World Cup 2018: The Showcase Of Migrants.

If you kept up with this years world cup, then you probably saw what I saw, which was migrants running rampant. If they weren’t kicking a ball then they would have been running away from ICE.

One of the most popular footballers Cristiano Ronaldo is a migrant who was born in Portugal yet he has found success in England and Spain. Now he has just announced he has signed to Juventus, so he will probably find success in Italy.  

Perhaps, someone should tell Trump migrants are the key to establishing America as a force in world football. 

Switzerland’s national team coach Vladimir Petkovic points out that cultural diversity is the secret to Swiss success.

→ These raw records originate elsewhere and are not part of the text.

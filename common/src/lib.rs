//! A library with common utilities for administering and scoring Synapse challenges.

pub mod annotations;
pub mod client_api;
pub mod createchallenge;
pub mod download_current_lead;
pub mod evaluation_queue;
pub mod helpers;
pub mod lock;
pub mod messages;
pub mod mirrorwiki;
pub mod permissions;
pub mod scoring_harness;
pub mod synapse;
pub mod utils;
pub mod writeup_attacher;

#[cfg(test)]
mod test_support;

use annotations::Annotations;

use clap::ValueEnum;
use serde::{Deserialize, Serialize};
use serde_json::{Map, Value};
use std::fmt;
use std::path::PathBuf;

pub const CLIENT_VERSION: &str = env!("CARGO_PKG_VERSION");
pub const CLIENT_REQUEST_TIMEOUT_SECS: u64 = 120;
pub const DEFAULT_MAX_RETRIES: u32 = 5;
pub const DEFAULT_API_BASE: &str = "https://repo-prod.prod.sagebase.org";
pub const SYNAPSE_WEB_BASE: &str = "https://www.synapse.org";

/// Annotation values on a submission status are capped by the platform,
/// so failure reasons are cut to this many characters before storing.
pub const MAX_FAILURE_REASON_CHARS: usize = 1000;

pub const PROJECT_TYPE: &str = "org.sagebionetworks.repo.model.Project";
pub const FOLDER_TYPE: &str = "org.sagebionetworks.repo.model.Folder";
pub const FILE_TYPE: &str = "org.sagebionetworks.repo.model.FileEntity";

/// Every status a submission can hold in an evaluation queue.
#[derive(Debug, Copy, Clone, PartialEq, Eq, Hash, Serialize, Deserialize, ValueEnum)]
#[serde(rename_all = "SCREAMING_SNAKE_CASE")]
#[value(rename_all = "SCREAMING_SNAKE_CASE")]
pub enum SubmissionState {
    Open,
    Closed,
    Scored,
    Invalid,
    Validated,
    EvaluationInProgress,
    Received,
    Rejected,
    Accepted,
}

impl SubmissionState {
    /// The wire name used by the platform and its query service.
    pub fn as_str(&self) -> &'static str {
        match self {
            SubmissionState::Open => "OPEN",
            SubmissionState::Closed => "CLOSED",
            SubmissionState::Scored => "SCORED",
            SubmissionState::Invalid => "INVALID",
            SubmissionState::Validated => "VALIDATED",
            SubmissionState::EvaluationInProgress => "EVALUATION_IN_PROGRESS",
            SubmissionState::Received => "RECEIVED",
            SubmissionState::Rejected => "REJECTED",
            SubmissionState::Accepted => "ACCEPTED",
        }
    }
}

impl fmt::Display for SubmissionState {
    fn fmt(&self, f: &mut fmt::Formatter) -> fmt::Result {
        f.write_str(self.as_str())
    }
}

/// Quota limits on an evaluation queue.
#[derive(Debug, Clone, Default, PartialEq, Serialize, Deserialize)]
#[serde(rename_all = "camelCase")]
pub struct SubmissionQuota {
    #[serde(default, skip_serializing_if = "Option::is_none")]
    pub first_round_start: Option<String>,
    #[serde(default, skip_serializing_if = "Option::is_none")]
    pub round_duration_millis: Option<i64>,
    #[serde(default, skip_serializing_if = "Option::is_none")]
    pub number_of_rounds: Option<i64>,
    #[serde(default, skip_serializing_if = "Option::is_none")]
    pub submission_limit: Option<i64>,
}

/// An evaluation queue. Unknown fields are carried through so a fetched
/// queue can be stored back without losing anything.
#[derive(Debug, Clone, Default, PartialEq, Serialize, Deserialize)]
#[serde(rename_all = "camelCase")]
pub struct Evaluation {
    pub id: String,
    pub name: String,
    #[serde(default, skip_serializing_if = "Option::is_none")]
    pub etag: Option<String>,
    #[serde(default)]
    pub content_source: String,
    #[serde(default, skip_serializing_if = "Option::is_none")]
    pub quota: Option<SubmissionQuota>,
    #[serde(flatten)]
    pub extra: Map<String, Value>,
}

/// An immutable submission to an evaluation queue.
#[derive(Debug, Clone, Default, PartialEq, Serialize, Deserialize)]
#[serde(rename_all = "camelCase")]
pub struct Submission {
    pub id: String,
    pub user_id: String,
    pub evaluation_id: String,
    #[serde(default)]
    pub entity_id: String,
    #[serde(default, skip_serializing_if = "Option::is_none")]
    pub version_number: Option<i64>,
    #[serde(default, skip_serializing_if = "Option::is_none")]
    pub name: Option<String>,
    #[serde(default, skip_serializing_if = "Option::is_none")]
    pub team_id: Option<String>,
    #[serde(default, skip_serializing_if = "Option::is_none")]
    pub docker_repository_name: Option<String>,
    #[serde(default, skip_serializing_if = "Option::is_none")]
    pub docker_digest: Option<String>,
    #[serde(
        default,
        rename = "entityBundleJSON",
        skip_serializing_if = "Option::is_none"
    )]
    pub entity_bundle_json: Option<String>,
    #[serde(default, skip_serializing_if = "Option::is_none")]
    pub created_on: Option<String>,
    /// Local path of the downloaded submission file, if it was downloaded.
    #[serde(skip)]
    pub file_path: Option<PathBuf>,
    #[serde(flatten)]
    pub extra: Map<String, Value>,
}

impl Submission {
    fn entity_bundle(&self) -> Option<Value> {
        self.entity_bundle_json
            .as_deref()
            .and_then(|raw| serde_json::from_str(raw).ok())
    }

    /// The snapshot of the submitted entity stored with the submission.
    pub fn entity(&self) -> Option<Value> {
        self.entity_bundle().and_then(|b| b.get("entity").cloned())
    }

    pub fn entity_name(&self) -> Option<String> {
        self.entity()
            .and_then(|e| e.get("name").and_then(Value::as_str).map(str::to_string))
    }

    pub fn entity_type(&self) -> Option<String> {
        self.entity().and_then(|e| {
            e.get("concreteType")
                .and_then(Value::as_str)
                .map(str::to_string)
        })
    }

    /// The first file handle attached to the submitted entity, as (id, file name).
    pub fn file_handle(&self) -> Option<(String, String)> {
        let bundle = self.entity_bundle()?;
        let handle = bundle.get("fileHandles")?.as_array()?.first()?.clone();
        let id = match handle.get("id")? {
            Value::String(s) => s.clone(),
            other => other.to_string(),
        };
        let file_name = handle
            .get("fileName")
            .and_then(Value::as_str)
            .unwrap_or("submission")
            .to_string();
        Some((id, file_name))
    }

    pub fn is_docker(&self) -> bool {
        self.docker_repository_name.is_some()
    }

    /// Human readable label for messages and logs.
    pub fn display_name(&self) -> String {
        self.name.clone().unwrap_or_else(|| self.id.clone())
    }
}

/// The single mutable record attached to each submission.
#[derive(Debug, Clone, PartialEq, Serialize, Deserialize)]
#[serde(rename_all = "camelCase")]
pub struct SubmissionStatus {
    pub id: String,
    #[serde(default, skip_serializing_if = "Option::is_none")]
    pub etag: Option<String>,
    pub status: SubmissionState,
    #[serde(default)]
    pub annotations: Annotations,
    #[serde(default, skip_serializing_if = "Option::is_none")]
    pub can_cancel: Option<bool>,
    #[serde(default, skip_serializing_if = "Option::is_none")]
    pub cancel_requested: Option<bool>,
    #[serde(flatten)]
    pub extra: Map<String, Value>,
}

impl SubmissionStatus {
    pub fn new(id: &str, status: SubmissionState) -> Self {
        SubmissionStatus {
            id: id.to_string(),
            etag: None,
            status,
            annotations: Annotations::default(),
            can_cancel: None,
            cancel_requested: None,
            extra: Map::new(),
        }
    }
}

/// A submission paired with its status, as returned by bulk listings.
#[derive(Debug, Clone, PartialEq, Serialize, Deserialize)]
#[serde(rename_all = "camelCase")]
pub struct SubmissionBundle {
    pub submission: Submission,
    pub submission_status: SubmissionStatus,
}

#[derive(Debug, Clone, Default, PartialEq, Serialize, Deserialize)]
#[serde(rename_all = "camelCase")]
pub struct UserProfile {
    pub owner_id: String,
    #[serde(default)]
    pub user_name: String,
    #[serde(default, skip_serializing_if = "Option::is_none")]
    pub first_name: Option<String>,
    #[serde(default, skip_serializing_if = "Option::is_none")]
    pub last_name: Option<String>,
}

#[derive(Debug, Clone, Default, PartialEq, Serialize, Deserialize)]
#[serde(rename_all = "camelCase")]
pub struct Team {
    #[serde(default, skip_serializing_if = "Option::is_none")]
    pub id: Option<String>,
    pub name: String,
    #[serde(default, skip_serializing_if = "Option::is_none")]
    pub description: Option<String>,
    #[serde(default, skip_serializing_if = "Option::is_none")]
    pub can_public_join: Option<bool>,
}

/// A repository entity (project, folder or file).
#[derive(Debug, Clone, Default, PartialEq, Serialize, Deserialize)]
#[serde(rename_all = "camelCase")]
pub struct Entity {
    #[serde(default, skip_serializing_if = "Option::is_none")]
    pub id: Option<String>,
    pub name: String,
    pub concrete_type: String,
    #[serde(default, skip_serializing_if = "Option::is_none")]
    pub parent_id: Option<String>,
    #[serde(default, skip_serializing_if = "Option::is_none")]
    pub etag: Option<String>,
    #[serde(default, skip_serializing_if = "Option::is_none")]
    pub version_number: Option<i64>,
    #[serde(default, skip_serializing_if = "Option::is_none")]
    pub data_file_handle_id: Option<String>,
    #[serde(flatten)]
    pub extra: Map<String, Value>,
}

impl Entity {
    pub fn project(name: &str) -> Self {
        Entity {
            name: name.to_string(),
            concrete_type: PROJECT_TYPE.to_string(),
            ..Default::default()
        }
    }

    pub fn folder(name: &str, parent_id: &str) -> Self {
        Entity {
            name: name.to_string(),
            concrete_type: FOLDER_TYPE.to_string(),
            parent_id: Some(parent_id.to_string()),
            ..Default::default()
        }
    }

    pub fn is_project(&self) -> bool {
        self.concrete_type == PROJECT_TYPE
    }
}

#[derive(Debug, Clone, PartialEq, Eq, Serialize, Deserialize)]
#[serde(rename_all = "camelCase")]
pub struct ResourceAccess {
    pub principal_id: i64,
    pub access_type: Vec<String>,
}

/// Access control list of an entity or an evaluation queue.
#[derive(Debug, Clone, Default, PartialEq, Serialize, Deserialize)]
#[serde(rename_all = "camelCase")]
pub struct AccessControlList {
    pub id: String,
    #[serde(default, skip_serializing_if = "Option::is_none")]
    pub etag: Option<String>,
    #[serde(default)]
    pub resource_access: Vec<ResourceAccess>,
    #[serde(flatten)]
    pub extra: Map<String, Value>,
}

#[derive(Debug, Clone, PartialEq, Eq, Serialize, Deserialize)]
#[serde(rename_all = "camelCase")]
pub struct WikiHeader {
    pub id: String,
    #[serde(default)]
    pub title: String,
    #[serde(default, skip_serializing_if = "Option::is_none")]
    pub parent_id: Option<String>,
}

#[derive(Debug, Clone, Default, PartialEq, Serialize, Deserialize)]
#[serde(rename_all = "camelCase")]
pub struct WikiPage {
    #[serde(default, skip_serializing_if = "Option::is_none")]
    pub id: Option<String>,
    #[serde(default, skip_serializing_if = "Option::is_none")]
    pub etag: Option<String>,
    #[serde(default)]
    pub title: String,
    #[serde(default, skip_serializing_if = "Option::is_none")]
    pub markdown: Option<String>,
    #[serde(default, skip_serializing_if = "Option::is_none")]
    pub parent_wiki_id: Option<String>,
    #[serde(default)]
    pub attachment_file_handle_ids: Vec<String>,
    #[serde(flatten)]
    pub extra: Map<String, Value>,
}

/// The challenge object linking a project to its participant team.
#[derive(Debug, Clone, Default, PartialEq, Serialize, Deserialize)]
#[serde(rename_all = "camelCase")]
pub struct Challenge {
    #[serde(default, skip_serializing_if = "Option::is_none")]
    pub id: Option<String>,
    pub project_id: String,
    pub participant_team_id: String,
    #[serde(default, skip_serializing_if = "Option::is_none")]
    pub etag: Option<String>,
}

#[derive(Debug, Clone, Default, PartialEq, Serialize, Deserialize)]
#[serde(rename_all = "camelCase")]
pub struct QueryRow {
    #[serde(default)]
    pub values: Vec<Option<String>>,
}

/// One page of results from the evaluation query service.
#[derive(Debug, Clone, Default, PartialEq, Serialize, Deserialize)]
#[serde(rename_all = "camelCase")]
pub struct QueryPage {
    #[serde(default)]
    pub total_number_of_results: i64,
    #[serde(default)]
    pub headers: Vec<String>,
    #[serde(default)]
    pub rows: Vec<QueryRow>,
}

“We have managed to bring together different cultures, different talents, different ideologies and they help us to play really good football,” Petkovic told a news conference.

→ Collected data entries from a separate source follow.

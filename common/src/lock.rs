//! Advisory lock that keeps two harness runs from working at the same time.
//!
//! The lock is a directory created atomically next to the other run state.
//! A lock older than its maximum age is treated as left behind by a crashed
//! run and is taken over.

use log::{debug, warn};
use std::fs;
use std::io;
use std::path::{Path, PathBuf};
use std::time::{Duration, SystemTime};
use thiserror::Error;

#[derive(Debug, Error)]
pub enum LockError {
    #[error("lock {0} is held by another process")]
    Held(PathBuf),
    #[error("could not manage lock {path}: {source}")]
    Io {
        path: PathBuf,
        #[source]
        source: io::Error,
    },
}

/// A held lock, released when dropped.
#[derive(Debug)]
pub struct Lock {
    path: PathBuf,
    released: bool,
}

impl Lock {
    pub fn path(&self) -> &Path {
        &self.path
    }

    /// Release the lock now rather than at drop.
    ///
    /// # Errors
    /// Returns an error if the lock directory cannot be removed.
    pub fn release(mut self) -> Result<(), LockError> {
        self.released = true;
        remove(&self.path)
    }
}

impl Drop for Lock {
    fn drop(&mut self) {
        if !self.released
            && let Err(e) = remove(&self.path)
        {
            warn!("{e}");
        }
    }
}

fn remove(path: &Path) -> Result<(), LockError> {
    match fs::remove_dir(path) {
        Ok(()) => {
            debug!("Released lock {}", path.display());
            Ok(())
        }
        Err(e) if e.kind() == io::ErrorKind::NotFound => Ok(()),
        Err(source) => Err(LockError::Io {
            path: path.to_path_buf(),
            source,
        }),
    }
}

fn age(path: &Path) -> io::Result<Duration> {
    let modified = fs::metadata(path)?.modified()?;
    Ok(SystemTime::now()
        .duration_since(modified)
        .unwrap_or(Duration::ZERO))
}

/// Take the lock `name` inside `dir`, reclaiming it if it is older than `max_age`.
///
/// # Errors
/// Returns [`LockError::Held`] if a live lock exists, or [`LockError::Io`]
/// if the lock directory cannot be created or inspected.
pub fn acquire_lock_or_fail(dir: &Path, name: &str, max_age: Duration) -> Result<Lock, LockError> {
    let path = dir.join(format!("{name}.lock"));
    let io_err = |source| LockError::Io {
        path: path.clone(),
        source,
    };

    fs::create_dir_all(dir).map_err(io_err)?;
    match fs::create_dir(&path) {
        Ok(()) => {}
        Err(e) if e.kind() == io::ErrorKind::AlreadyExists => {
            let lock_age = age(&path).map_err(io_err)?;
            if lock_age <= max_age {
                return Err(LockError::Held(path));
            }
            warn!(
                "Removing stale lock {} ({}s old)",
                path.display(),
                lock_age.as_secs()
            );
            remove(&path)?;
            fs::create_dir(&path).map_err(|e| {
                if e.kind() == io::ErrorKind::AlreadyExists {
                    LockError::Held(path.clone())
                } else {
                    io_err(e)
                }
            })?;
        }
        Err(e) => return Err(io_err(e)),
    }

    debug!("Acquired lock {}", path.display());
    Ok(Lock {
        path,
        released: false,
    })
}
//! Validation and scoring functions supplied by challenge organizers.

use crate::Submission;
use anyhow::{Context, anyhow};
use log::debug;
use serde::Deserialize;
use serde_json::{Map, Value};
use std::path::Path;
use std::process::{Command, Output};
use thiserror::Error;

/// What a check function receives: the downloaded file, or the submission
/// itself when it has no file (Docker submissions).
#[derive(Debug, Clone, Copy)]
pub enum SubmissionInput<'a> {
    File(&'a Path),
    Submission(&'a Submission),
}

impl<'a> SubmissionInput<'a> {
    pub fn from_submission(submission: &'a Submission) -> Self {
        match &submission.file_path {
            Some(path) => SubmissionInput::File(path),
            None => SubmissionInput::Submission(submission),
        }
    }

    /// Command-line form: a file path, or `repository@digest` for Docker images.
    pub fn as_arg(&self) -> String {
        match self {
            SubmissionInput::File(path) => path.display().to_string(),
            SubmissionInput::Submission(s) => match (&s.docker_repository_name, &s.docker_digest) {
                (Some(repo), Some(digest)) => format!("{repo}@{digest}"),
                (Some(repo), None) => repo.clone(),
                _ => s.id.clone(),
            },
        }
    }
}

/// Why a check did not succeed.
#[derive(Debug, Error)]
pub enum CheckError {
    /// The submission itself is at fault; the submitter is told why.
    #[error("{0}")]
    Rejected(String),
    /// Anything else; only the admins hear about it.
    #[error(transparent)]
    Internal(#[from] anyhow::Error),
}

pub type CheckResult<T> = Result<T, CheckError>;

/// Decides whether a submission is acceptable, returning a message for the submitter.
pub trait Validator {
    fn validate(&self, input: SubmissionInput<'_>, goldstandard: &Path) -> CheckResult<String>;
}

impl<F> Validator for F
where
    F: Fn(SubmissionInput<'_>, &Path) -> CheckResult<String>,
{
    fn validate(&self, input: SubmissionInput<'_>, goldstandard: &Path) -> CheckResult<String> {
        self(input, goldstandard)
    }
}

/// Metrics and a message produced by scoring a submission.
#[derive(Debug, Clone, Default, PartialEq, Deserialize)]
pub struct ScoreReport {
    pub score: Map<String, Value>,
    #[serde(default)]
    pub message: String,
}

pub trait Scorer {
    fn score(&self, input: SubmissionInput<'_>, goldstandard: &Path) -> CheckResult<ScoreReport>;
}

impl<F> Scorer for F
where
    F: Fn(SubmissionInput<'_>, &Path) -> CheckResult<ScoreReport>,
{
    fn score(&self, input: SubmissionInput<'_>, goldstandard: &Path) -> CheckResult<ScoreReport> {
        self(input, goldstandard)
    }
}

fn run_command(program: &[String], input: SubmissionInput<'_>, goldstandard: &Path) -> anyhow::Result<Output> {
    let (exe, args) = program
        .split_first()
        .ok_or_else(|| anyhow!("empty command"))?;
    debug!("Running {} on {}", program.join(" "), input.as_arg());
    Command::new(exe)
        .args(args)
        .arg(input.as_arg())
        .arg(goldstandard)
        .output()
        .with_context(|| format!("failed to run {exe}"))
}

fn lossy(bytes: &[u8]) -> String {
    String::from_utf8_lossy(bytes).trim().to_string()
}

/// Runs an external program as `program... <input> <goldstandard>`.
///
/// Exit 0 means valid and stdout is the message. Exit 1 is a rejection whose
/// reason is stderr, or stdout if stderr is empty. Any other exit is an
/// internal error.
#[derive(Debug, Clone)]
pub struct CommandValidator {
    pub program: Vec<String>,
}

impl Validator for CommandValidator {
    fn validate(&self, input: SubmissionInput<'_>, goldstandard: &Path) -> CheckResult<String> {
        let output = run_command(&self.program, input, goldstandard)?;
        let stdout = lossy(&output.stdout);
        let stderr = lossy(&output.stderr);
        match output.status.code() {
            Some(0) => Ok(stdout),
            Some(1) => Err(CheckError::Rejected(if stderr.is_empty() { stdout } else { stderr })),
            _ => Err(CheckError::Internal(anyhow!(
                "validation command exited with {}: {stderr}",
                output.status
            ))),
        }
    }
}

/// Runs an external program as `program... <input> <goldstandard>` and reads
/// `{"score": {...}, "message": "..."}` from its stdout.
#[derive(Debug, Clone)]
pub struct CommandScorer {
    pub program: Vec<String>,
}

impl Scorer for CommandScorer {
    fn score(&self, input: SubmissionInput<'_>, goldstandard: &Path) -> CheckResult<ScoreReport> {
        let output = run_command(&self.program, input, goldstandard)?;
        if !output.status.success() {
            return Err(CheckError::Internal(anyhow!(
                "scoring command exited with {}: {}",
                output.status,
                lossy(&output.stderr)
            )));
        }
        let report = serde_json::from_slice(&output.stdout)
            .context("scoring command did not print a score report")?;
        Ok(report)
    }
}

Whilst most of use were busy watching our nations, the politicians were busy discussing how to sort out Europe’s migration problem. Some are pushing to tighten Europe’s borders, or close them to migrants altogether. One irony these politicians and some fans have forgotten is that some of the players wearing their nation’s flag weren’t even born there, if not them, their parents were born elsewhere. 

According to the World Economic Forum ‘one in ten players in the World Cup were born outside of their country. There are 1,032 players involved in the tournament. Of those, 98 were born beyond the borders of the country they are representing’.

When we look at regional football associations, The Confederation of African Football (CAF) has the highest proportion of players born abroad, and UEFA – the European Association – has the next highest at 9.1%.

Migrants in national leagues

The problem seems to be when migrants are on the pitch, they are considered part of a nation but this sentiment is dependent on how well they perform. 

Swedish midfielder Jimmy Durmaz learnt this the hard way after he became the subject of racist abuse on social media after he gave away the free-kick that led to Germany’s win. 

Durmaz, who was born in Sweden to Assyrian parents, said that critics had “passed the limits” of acceptable criticism: 

“When someone threatens me, when they call me darkie, bloody Arab, terrorist, Taliban … then that limit has been passed. And what is even worse, when they go after my family and my children and threaten them … who the hell does that kind of thing?” 

The next world cup will be more diverse than this one, hopefully in four years the world will see how great migrants are not only to sporting achievements but to economies, education and culture.